“Dear General Rossum,
I have been working at the same job for the last ten years, and lately my career seems to have plateaued. People who have a lot less experience than me seem to keep getting promotions instead of me. I don’t know if it’s because I’m a woman or if they know people higher up or what. Do you have any suggestions to help me get ahead?
Underpaid in Utah”
The key to promotion is being noticed. If you have been doing the same job for years, that’s your problem: you’ve become predictable. Do something unexpected that your boss will notice. Work a couple Saturdays. Take a few clients out to dinner. Light your chief competitor’s car on fire. Creativity is a trait all employers notice, so feel free to use your imagination.
You say you don’t know what these newer workers have that you don’t. Intel is essential to any successful operation, so you need to find out. I advise you interrogate one of these upstarts and find out how they’re getting ahead. Start subtle with talk at the watercooler, then work your way to waterboarding if that doesn’t work. The trick is to be persistent, another fine quality in all employees.
Finally, if all else fails, it never hurts to stage a life-threatening situation in order to save your boss from it. You never know when his rolly chair might roll back out the window, leaving him hanging onto the window washer’s lift conveniently stationed under his window and directly outside yours. Just a thought.
“Dear General Rossum,
This weekend my laptop started acting up. I’ve done virus scans and had it serviced, but it still isn’t working. I tried replacing the RAM and CPU but it still is having a lot of problems connecting to both Wifi and Ethernet, as well as not showing nearly as much processing power as it used to. Do you have any tech tips I can use? Thanks.
Broken Down in Boise”
Dear Broken Down,
I have no idea what the Hell you just said except that your computer doesn’t work. I got no idea how to fix a computer, but I imagine you can make it work the same way you do with new recruits.

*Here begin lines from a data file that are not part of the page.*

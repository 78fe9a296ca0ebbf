use std::path::PathBuf;

use clap::Parser;

use crate::miner::{
    WorkerConfig, DEFAULT_THROUGHPUT, IDLE_BACKOFF, MAX_CONSECUTIVE_ERRORS, RESET_PAUSE,
};

#[derive(Debug, Parser)]
#[command(name = "gpuminer", about = "GPU proof-of-work search worker", version)]
pub struct Config {
    /// GPU device indices to mine on; defaults to every visible device.
    #[arg(long = "device", value_name = "INDEX")]
    pub devices: Vec<u32>,

    /// Worker instances to run, one device each.
    #[arg(long, default_value_t = 1)]
    pub instances: u32,

    /// Nonces tested per dispatched batch.
    #[arg(long, default_value_t = DEFAULT_THROUGHPUT)]
    pub throughput: u32,

    /// Consecutive device faults tolerated before an instance stops.
    #[arg(long = "error-bound", default_value_t = MAX_CONSECUTIVE_ERRORS)]
    pub error_bound: u32,

    /// Prebuilt PTX module holding the search kernel.
    #[arg(long, value_name = "PATH", default_value = "kernels/search.ptx")]
    pub kernel: PathBuf,

    /// List visible GPU devices and exit.
    #[arg(long)]
    pub list_devices: bool,

    /// Emit machine-readable JSON instead of plain lines.
    #[arg(long)]
    pub json: bool,

    /// Benchmark duration in seconds.
    #[arg(long, value_name = "SECONDS", default_value_t = 30)]
    pub bench_secs: u64,

    /// Seconds between hashrate reports.
    #[arg(long, value_name = "SECONDS", default_value_t = 5)]
    pub stats_interval: u64,
}

impl Config {
    pub fn worker_config(&self, instance_index: u32) -> WorkerConfig {
        WorkerConfig {
            instance_index,
            throughput: self.throughput,
            max_consecutive_errors: self.error_bound,
            idle_backoff: IDLE_BACKOFF,
            reset_pause: RESET_PAUSE,
        }
    }
}
use std::sync::atomic::{AtomicU64, Ordering};

use serde::Serialize;

/// Hardware monitor snapshot for one device. Fields are zero when the
/// platform cannot report them.
#[derive(Debug, Clone, Copy, Default, Serialize)]
pub struct HwMonitor {
    pub temp_c: u32,
    pub fan_pct: u32,
}

/// Cumulative processed-hash counter shared between a worker and the
/// telemetry consumer. Incremented once per dispatched batch.
#[derive(Debug, Default)]
pub struct HashCounter(AtomicU64);

impl HashCounter {
    pub fn new() -> Self {
        Self(AtomicU64::new(0))
    }

    pub fn add(&self, hashes: u64) {
        self.0.fetch_add(hashes, Ordering::Relaxed);
    }

    pub fn total(&self) -> u64 {
        self.0.load(Ordering::Relaxed)
    }

    /// Drains the counter, returning hashes accumulated since the last take.
    pub fn take(&self) -> u64 {
        self.0.swap(0, Ordering::AcqRel)
    }
}

#[cfg(test)]
mod tests {
    use super::*;

    #[test]
    fn counter_accumulates_and_drains() {
        let counter = HashCounter::new();
        counter.add(16);
        counter.add(32);
        assert_eq!(counter.total(), 48);
        assert_eq!(counter.take(), 48);
        assert_eq!(counter.total(), 0);
    }
}
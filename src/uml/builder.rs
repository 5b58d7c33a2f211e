//! Diagram markup builder.
//!
//! Walks the entity metadata and emits one `table(...)` block per entity,
//! one line per column, and one relationship line per foreign key, wrapped
//! in `@startuml` / `@enduml` with the style preamble in between.

use super::{Connector, DiagramFlags, StyleSheet};
use crate::driver::{self, TypeDefaults};
use crate::parser::SqlDialect;
use crate::schema::{Column, Entity, ForeignKey, Schema};
use glob::Pattern;

/// A rendered diagram with its summary counts
#[derive(Debug)]
pub struct Diagram {
    pub markup: String,
    pub entity_count: usize,
    pub column_count: usize,
    pub relationship_count: usize,
}

/// Builds PlantUML markup from entity metadata
pub struct UmlBuilder<'a> {
    schema: &'a Schema,
    dialect: SqlDialect,
    flags: &'a DiagramFlags,
}

impl<'a> UmlBuilder<'a> {
    pub fn new(schema: &'a Schema, dialect: SqlDialect, flags: &'a DiagramFlags) -> Self {
        Self {
            schema,
            dialect,
            flags,
        }
    }

    /// Build the complete diagram markup
    pub fn build(&self, styles: &dyn StyleSheet) -> Diagram {
        let mut markup = String::from("@startuml\n\n");
        markup.push_str(&styles.render());

        let include = compile_patterns(&self.flags.include);
        let exclude = compile_patterns(&self.flags.exclude);

        let mut entity_count = 0;
        let mut column_count = 0;
        let mut relationships = String::new();
        let mut relationship_count = 0;

        for entity in self.schema.iter() {
            if matches_any(&exclude, entity) {
                continue;
            }
            if !include.is_empty() && !matches_any(&include, entity) {
                continue;
            }

            markup.push_str(&self.build_entity(entity));
            entity_count += 1;
            column_count += entity.columns.len();

            for fk in &entity.foreign_keys {
                relationships.push_str(&self.build_foreign_key(fk, entity));
                relationship_count += 1;
            }
        }

        if !relationships.is_empty() {
            markup.push('\n');
            markup.push_str(&relationships);
        }

        markup.push_str("\n@enduml\n");

        Diagram {
            markup,
            entity_count,
            column_count,
            relationship_count,
        }
    }

    /// Build one entity block
    fn build_entity(&self, entity: &Entity) -> String {
        let mut uml = format!("\ntable( {}, {} ) {{\n", entity.name, entity.table_name);

        for column in &entity.columns {
            uml.push_str(&self.build_column(column, entity));
        }

        uml.push_str("}\n");
        uml
    }

    /// Build one column line
    fn build_column(&self, column: &Column, entity: &Entity) -> String {
        let (key_macro, suffix) = if column.is_primary_key {
            ("pkey", "")
        } else if entity.is_foreign_key_column(&column.name) {
            ("fkey", " <<FK>>")
        } else {
            ("column", "")
        };

        let normalized = driver::normalize_type(self.dialect, &column.sql_type);

        let mut length = declared_length(column, self.flags.with_enum_values);
        if length.is_empty() {
            if let Some(defaults) = driver::data_type_defaults(self.dialect, &normalized) {
                length = default_length(defaults);
            }
        }
        if !length.is_empty() {
            length = format!("({length})");
        }

        format!(
            "  {}( {} ): {}{}{}\n",
            key_macro,
            column.name,
            normalized.to_uppercase(),
            length,
            suffix,
        )
    }

    /// Build one relationship line for a foreign key
    fn build_foreign_key(&self, fk: &ForeignKey, entity: &Entity) -> String {
        let required = fk.columns.iter().any(|name| {
            entity
                .get_column(name)
                .map_or(false, |col| !col.is_nullable)
        });
        let unique = entity.foreign_key_is_unique(fk);
        let connector = Connector::for_foreign_key(required, unique);

        format!(
            "{} {}--|| {}\n",
            entity.table_name,
            connector.as_uml(),
            fk.referenced_table,
        )
    }
}

/// A column's declared size: length first, then display width, then
/// precision (with scale), then the enum values when requested
fn declared_length(column: &Column, with_enum_values: bool) -> String {
    if let Some(length) = &column.length {
        return length.clone();
    }
    if let Some(width) = column.width {
        return width.to_string();
    }
    if let Some(precision) = column.precision {
        return match column.scale {
            Some(scale) => format!("{precision}, {scale}"),
            None => precision.to_string(),
        };
    }
    if with_enum_values && !column.enum_values.is_empty() {
        return column.enum_values.join(", ");
    }
    String::new()
}

/// Same ordering applied to the dialect's implicit type defaults
fn default_length(defaults: TypeDefaults) -> String {
    if let Some(length) = defaults.length {
        return length.to_string();
    }
    if let Some(width) = defaults.width {
        return width.to_string();
    }
    if let Some(precision) = defaults.precision {
        return match defaults.scale {
            Some(scale) => format!("{precision}, {scale}"),
            None => precision.to_string(),
        };
    }
    String::new()
}

fn compile_patterns(filters: &[String]) -> Vec<Pattern> {
    filters
        .iter()
        .filter_map(|f| Pattern::new(f.trim()).ok())
        .collect()
}

fn matches_any(patterns: &[Pattern], entity: &Entity) -> bool {
    patterns
        .iter()
        .any(|p| p.matches(&entity.name) || p.matches(&entity.table_name))
}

Try degrading it. Start by calling it maggot, then work your way up to more specific, more devastating insults. Weight, strength, and mommas are all fair game.
I also find hitting works on both man and television, so I guess that might work too. Specifically a good slap upside the head, which I guess for a computer, is its monitor. Just be sure not to leave any marks that can’t be explained by saying the computer tripped and fell down some stairs.
Finally, if the computer refuses to work, rhetorically ask if it actually wants to be in the army. That tends to trigger what amounts to a lot of good training montage footage that ends in it being the best it’s ever been.
Or microwave it, I have no idea.
I am (former) General Brady Stevedore Rossum of the US Army. I hold the record for most dishonorable discharges, both for dishing them out and receiving them. My reports have called me a “loose cannon,” “utterly psychotic,” and “a bigger murder machine than the chainsaw catapult,” for which I also hold the patent. I can proudly say I have never lost a single man on the field of battle. I know exactly where I left each one.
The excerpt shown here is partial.